YOUR TASK:
Write out again the entries from the first line to the line that includes "--- Roles &", keeping both of those lines.

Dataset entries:
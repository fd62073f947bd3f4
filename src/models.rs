use chrono::{DateTime, Utc};
use serde::{Deserialize, Deserializer, Serialize};
use sqlx::FromRow;
use std::{fmt, str::FromStr};
use thiserror::Error;
use ts_rs::TS;
use utoipa::ToSchema;
use uuid::Uuid;

// --- Roles & Statuses ---

/// Raised when a text column or query parameter holds a value outside a closed enum.
#[derive(Debug, Clone, PartialEq, Error)]
#[error("unknown {kind} '{value}'")]
pub struct UnknownVariant {
    pub kind: &'static str,
    pub value: String,
}

/// Role
///
/// The RBAC tier of a profile. Stored as text in `public.profiles.role` and serialized
/// in snake_case so the JSON contract matches the database values.
#[derive(Debug, Clone, Copy, PartialEq, Eq, Hash, Serialize, Deserialize, TS, ToSchema, Default)]
#[serde(rename_all = "snake_case")]
#[ts(export)]
pub enum Role {
    #[default]
    User,
    Admin,
    SuperAdmin,
}

impl Role {
    pub fn as_str(&self) -> &'static str {
        match self {
            Role::User => "user",
            Role::Admin => "admin",
            Role::SuperAdmin => "super_admin",
        }
    }

    /// Admins and super-admins share the `/admin` area.
    pub fn is_staff(&self) -> bool {
        matches!(self, Role::Admin | Role::SuperAdmin)
    }

    /// Landing page for the role. The super-admin area is mounted at `/super-admin`.
    pub fn dashboard_path(&self) -> &'static str {
        match self {
            Role::User => "/user/dashboard",
            Role::Admin => "/admin/dashboard",
            Role::SuperAdmin => "/super-admin/dashboard",
        }
    }
}

impl fmt::Display for Role {
    fn fmt(&self, f: &mut fmt::Formatter<'_>) -> fmt::Result {
        f.write_str(self.as_str())
    }
}

impl FromStr for Role {
    type Err = UnknownVariant;

    fn from_str(s: &str) -> Result<Self, Self::Err> {
        match s {
            "user" => Ok(Role::User),
            "admin" => Ok(Role::Admin),
            "super_admin" => Ok(Role::SuperAdmin),
            other => Err(UnknownVariant {
                kind: "role",
                value: other.to_string(),
            }),
        }
    }
}

impl TryFrom<String> for Role {
    type Error = UnknownVariant;

    fn try_from(value: String) -> Result<Self, Self::Error> {
        value.parse()
    }
}

/// OrderStatus
///
/// Lifecycle of an order. Only admins move an order between states, except for the
/// owner cancelling a pending order.
#[derive(Debug, Clone, Copy, PartialEq, Eq, Serialize, Deserialize, TS, ToSchema, Default)]
#[serde(rename_all = "snake_case")]
#[ts(export)]
pub enum OrderStatus {
    #[default]
    Pending,
    Processing,
    Completed,
    Cancelled,
}

impl OrderStatus {
    pub fn as_str(&self) -> &'static str {
        match self {
            OrderStatus::Pending => "pending",
            OrderStatus::Processing => "processing",
            OrderStatus::Completed => "completed",
            OrderStatus::Cancelled => "cancelled",
        }
    }
}

impl fmt::Display for OrderStatus {
    fn fmt(&self, f: &mut fmt::Formatter<'_>) -> fmt::Result {
        f.write_str(self.as_str())
    }
}

impl FromStr for OrderStatus {
    type Err = UnknownVariant;

    fn from_str(s: &str) -> Result<Self, Self::Err> {
        match s {
            "pending" => Ok(OrderStatus::Pending),
            "processing" => Ok(OrderStatus::Processing),
            "completed" => Ok(OrderStatus::Completed),
            "cancelled" => Ok(OrderStatus::Cancelled),
            other => Err(UnknownVariant {
                kind: "order status",
                value: other.to_string(),
            }),
        }
    }
}

impl TryFrom<String> for OrderStatus {
    type Error = UnknownVariant;

    fn try_from(value: String) -> Result<Self, Self::Error> {
        value.parse()
    }
}

// --- Core Application Schemas (Mapped to Database) ---

/// Profile
///
/// The application-side identity record in `public.profiles`. The `id` is the
/// Supabase `auth.users.id`. `user_limit` and `order_time_limit` gate ordering.
#[derive(Debug, Clone, Serialize, Deserialize, TS, ToSchema, FromRow, Default)]
#[ts(export)]
pub struct Profile {
    pub id: Uuid,
    pub email: String,
    pub full_name: Option<String>,
    #[sqlx(try_from = "String")]
    pub role: Role,
    // Null means the default limit applies.
    pub user_limit: Option<i32>,
    #[ts(type = "string | null")]
    pub order_time_limit: Option<DateTime<Utc>>,
    #[ts(type = "string")]
    pub created_at: DateTime<Utc>,
}

/// Product
///
/// A catalog item from `public.products`. `stock` never drops below zero.
#[derive(Debug, Clone, Serialize, Deserialize, TS, ToSchema, FromRow, Default)]
#[ts(export)]
pub struct Product {
    pub id: Uuid,
    pub name: String,
    pub description: Option<String>,
    pub price: f64,
    pub stock: i32,
    pub category: Option<String>,
    pub image_url: Option<String>,
    pub is_active: bool,
    // The staff member who created the listing.
    pub admin_id: Option<Uuid>,
    #[ts(type = "string")]
    pub created_at: DateTime<Utc>,
    #[ts(type = "string")]
    pub updated_at: DateTime<Utc>,
}

/// Order
///
/// A row of `public.orders`. `total_price` is the product price captured when the
/// order was placed.
#[derive(Debug, Clone, Serialize, Deserialize, TS, ToSchema, FromRow, Default)]
#[ts(export)]
pub struct Order {
    pub id: Uuid,
    pub user_id: Uuid,
    pub product_id: Uuid,
    pub quantity: i32,
    pub total_price: f64,
    #[sqlx(try_from = "String")]
    pub status: OrderStatus,
    #[ts(type = "string")]
    pub created_at: DateTime<Utc>,
}

/// OrderDetails
///
/// An order joined with the product and customer columns the dashboards display.
#[derive(Debug, Clone, Serialize, Deserialize, TS, ToSchema, FromRow, Default)]
#[ts(export)]
pub struct OrderDetails {
    pub id: Uuid,
    pub user_id: Uuid,
    pub product_id: Uuid,
    pub quantity: i32,
    pub total_price: f64,
    #[sqlx(try_from = "String")]
    pub status: OrderStatus,
    #[ts(type = "string")]
    pub created_at: DateTime<Utc>,
    pub product_name: String,
    pub product_image_url: Option<String>,
    pub user_email: String,
}

/// SystemSettings
///
/// Global knobs edited by super-admins, stored as the single row of `public.settings`.
#[derive(Debug, Clone, PartialEq, Serialize, Deserialize, TS, ToSchema, FromRow)]
#[ts(export)]
pub struct SystemSettings {
    pub site_name: String,
    pub site_description: String,
    pub maintenance_mode: bool,
    pub allow_registrations: bool,
    pub max_order_limit: i32,
    pub default_user_limit: i32,
}

impl Default for SystemSettings {
    fn default() -> Self {
        Self {
            site_name: "E-Commerce Dashboard".to_string(),
            site_description: "Role-based e-commerce system".to_string(),
            maintenance_mode: false,
            allow_registrations: true,
            max_order_limit: 100,
            default_user_limit: crate::eligibility::DEFAULT_USER_LIMIT,
        }
    }
}

// --- Request Payloads (Input Schemas) ---

/// NewProfile
///
/// Internal insert payload used after the auth provider has created the account.
#[derive(Debug, Clone)]
pub struct NewProfile {
    pub id: Uuid,
    pub email: String,
    pub full_name: Option<String>,
    pub role: Role,
    pub user_limit: i32,
}

/// SignUpRequest
///
/// The password is forwarded to Supabase Auth and never stored or logged here.
#[derive(Debug, Clone, Serialize, Deserialize, TS, ToSchema)]
#[ts(export)]
pub struct SignUpRequest {
    pub email: String,
    pub password: String,
    #[serde(default)]
    pub full_name: Option<String>,
}

#[derive(Debug, Clone, Serialize, Deserialize, TS, ToSchema)]
#[ts(export)]
pub struct SignInRequest {
    pub email: String,
    pub password: String,
}

/// CreateProductRequest
///
/// `stock` and `price` are validated in the handler (non-negative).
#[derive(Debug, Clone, Serialize, Deserialize, TS, ToSchema, Default)]
#[ts(export)]
pub struct CreateProductRequest {
    pub name: String,
    #[serde(default)]
    pub description: Option<String>,
    pub price: f64,
    pub stock: i32,
    #[serde(default)]
    pub category: Option<String>,
    #[serde(default)]
    pub image_url: Option<String>,
    #[serde(default = "default_true")]
    pub is_active: bool,
}

fn default_true() -> bool {
    true
}

/// UpdateProductRequest
///
/// Partial update: omitted fields keep their stored value. The nullable columns
/// (`description`, `category`, `image_url`) take an explicit `null` to clear them, which
/// deserializes to `Some(None)`.
#[derive(Debug, Clone, Serialize, Deserialize, TS, ToSchema, Default)]
#[ts(export)]
pub struct UpdateProductRequest {
    #[serde(skip_serializing_if = "Option::is_none")]
    pub name: Option<String>,
    #[serde(default, deserialize_with = "present", skip_serializing_if = "Option::is_none")]
    #[ts(as = "Option<String>")]
    #[schema(value_type = Option<String>, nullable)]
    pub description: Option<Option<String>>,
    #[serde(skip_serializing_if = "Option::is_none")]
    pub price: Option<f64>,
    #[serde(skip_serializing_if = "Option::is_none")]
    pub stock: Option<i32>,
    #[serde(default, deserialize_with = "present", skip_serializing_if = "Option::is_none")]
    #[ts(as = "Option<String>")]
    #[schema(value_type = Option<String>, nullable)]
    pub category: Option<Option<String>>,
    #[serde(default, deserialize_with = "present", skip_serializing_if = "Option::is_none")]
    #[ts(as = "Option<String>")]
    #[schema(value_type = Option<String>, nullable)]
    pub image_url: Option<Option<String>>,
    #[serde(skip_serializing_if = "Option::is_none")]
    pub is_active: Option<bool>,
}

/// A field that is present in the body, `null` included. Absent fields fall back to
/// `#[serde(default)]`.
fn present<'de, D, T>(deserializer: D) -> Result<Option<Option<T>>, D::Error>
where
    D: Deserializer<'de>,
    T: Deserialize<'de>,
{
    Option::<T>::deserialize(deserializer).map(Some)
}

/// StockAdjustRequest
///
/// Relative stock change (the dashboard's +1 / -1 buttons send ±1).
#[derive(Debug, Clone, Serialize, Deserialize, TS, ToSchema)]
#[ts(export)]
pub struct StockAdjustRequest {
    pub delta: i32,
}

#[derive(Debug, Clone, Serialize, Deserialize, TS, ToSchema)]
#[ts(export)]
pub struct SetActiveRequest {
    pub is_active: bool,
}

#[derive(Debug, Clone, Serialize, Deserialize, TS, ToSchema)]
#[ts(export)]
pub struct PlaceOrderRequest {
    pub product_id: Uuid,
}

#[derive(Debug, Clone, Serialize, Deserialize, TS, ToSchema)]
#[ts(export)]
pub struct UpdateOrderStatusRequest {
    pub status: OrderStatus,
}

#[derive(Debug, Clone, Serialize, Deserialize, TS, ToSchema)]
#[ts(export)]
pub struct UpdateRoleRequest {
    pub role: Role,
}

/// UpdateLimitsRequest
///
/// Both fields are written as given: a missing `order_time_limit` clears the window,
/// a missing `user_limit` falls back to the default limit.
#[derive(Debug, Clone, Serialize, Deserialize, TS, ToSchema, Default)]
#[ts(export)]
pub struct UpdateLimitsRequest {
    #[serde(default)]
    pub user_limit: Option<i32>,
    #[serde(default)]
    #[ts(type = "string | null")]
    pub order_time_limit: Option<DateTime<Utc>>,
}

/// ImageUploadRequest
///
/// Input for a presigned product image upload.
#[derive(Debug, Clone, Deserialize, Serialize, ToSchema, TS, Default)]
#[ts(export)]
pub struct ImageUploadRequest {
    #[schema(example = "espresso-machine.png")]
    pub filename: String,
    #[schema(example = "image/png")]
    pub file_type: String,
}

// --- Response Schemas (Output) ---

#[derive(Debug, Clone, Serialize, Deserialize, ToSchema, TS, Default)]
#[ts(export)]
pub struct ImageUploadResponse {
    /// Time-limited URL for the PUT request.
    pub upload_url: String,
    /// Object key inside the bucket.
    pub resource_key: String,
    /// URL to store in `Product.image_url` once the upload is done.
    pub public_url: String,
}

/// SessionResponse
///
/// Returned by sign-in and `/auth/session`. `redirect_to` is the role dashboard.
#[derive(Debug, Clone, Serialize, Deserialize, ToSchema, TS)]
#[ts(export)]
pub struct SessionResponse {
    pub profile: Profile,
    pub redirect_to: String,
}

/// EligibilityReport
///
/// Server-side view of the order gate for one profile.
#[derive(Debug, Clone, Serialize, Deserialize, ToSchema, TS, Default)]
#[ts(export)]
pub struct EligibilityReport {
    pub can_order: bool,
    pub orders_placed: i64,
    pub user_limit: i32,
    pub orders_left: i64,
    #[ts(type = "string | null")]
    pub order_time_limit: Option<DateTime<Utc>>,
    /// Human readable reason when `can_order` is false.
    pub reason: Option<String>,
}

/// CatalogProduct
///
/// A product as shown to a customer, flagged when they already ordered it.
#[derive(Debug, Clone, Serialize, Deserialize, ToSchema, TS, Default)]
#[ts(export)]
pub struct CatalogProduct {
    #[serde(flatten)]
    pub product: Product,
    pub already_ordered: bool,
}

#[derive(Debug, Clone, Serialize, Deserialize, ToSchema, TS, Default)]
#[ts(export)]
pub struct UserDashboard {
    pub profile: Profile,
    pub eligibility: EligibilityReport,
    pub orders: Vec<OrderDetails>,
    pub products: Vec<Product>,
}

/// AdminDashboardStats
///
/// Counters for `/admin/dashboard`. Low stock means an active product with fewer
/// than `LOW_STOCK_THRESHOLD` units.
#[derive(Debug, Clone, Serialize, Deserialize, TS, ToSchema, Default, FromRow)]
#[ts(export)]
pub struct AdminDashboardStats {
    pub total_products: i64,
    pub total_orders: i64,
    pub pending_orders: i64,
    pub low_stock_products: i64,
}

#[derive(Debug, Clone, Serialize, Deserialize, TS, ToSchema, Default)]
#[ts(export)]
pub struct AdminDashboard {
    pub stats: AdminDashboardStats,
    pub recent_orders: Vec<OrderDetails>,
}

#[derive(Debug, Clone, Serialize, Deserialize, TS, ToSchema, Default, FromRow)]
#[ts(export)]
pub struct SuperAdminDashboardStats {
    pub total_users: i64,
    /// Admins plus super-admins.
    pub total_staff: i64,
    pub total_products: i64,
    pub total_orders: i64,
}

#[derive(Debug, Clone, Serialize, Deserialize, TS, ToSchema, Default)]
#[ts(export)]
pub struct SuperAdminDashboard {
    pub stats: SuperAdminDashboardStats,
    pub recent_users: Vec<Profile>,
}

/// Stock level under which an active product counts as low stock.
pub const LOW_STOCK_THRESHOLD: i32 = 10;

OUTPUT OF THE EXERCISE:
repository fd62073f947bd3f4
filename src/models.rs
use chrono::{DateTime, Utc};
use serde::{Deserialize, Deserializer, Serialize};
use sqlx::FromRow;
use std::{fmt, str::FromStr};
use thiserror::Error;
use ts_rs::TS;
use utoipa::ToSchema;
use uuid::Uuid;

// --- Roles & Statuses ---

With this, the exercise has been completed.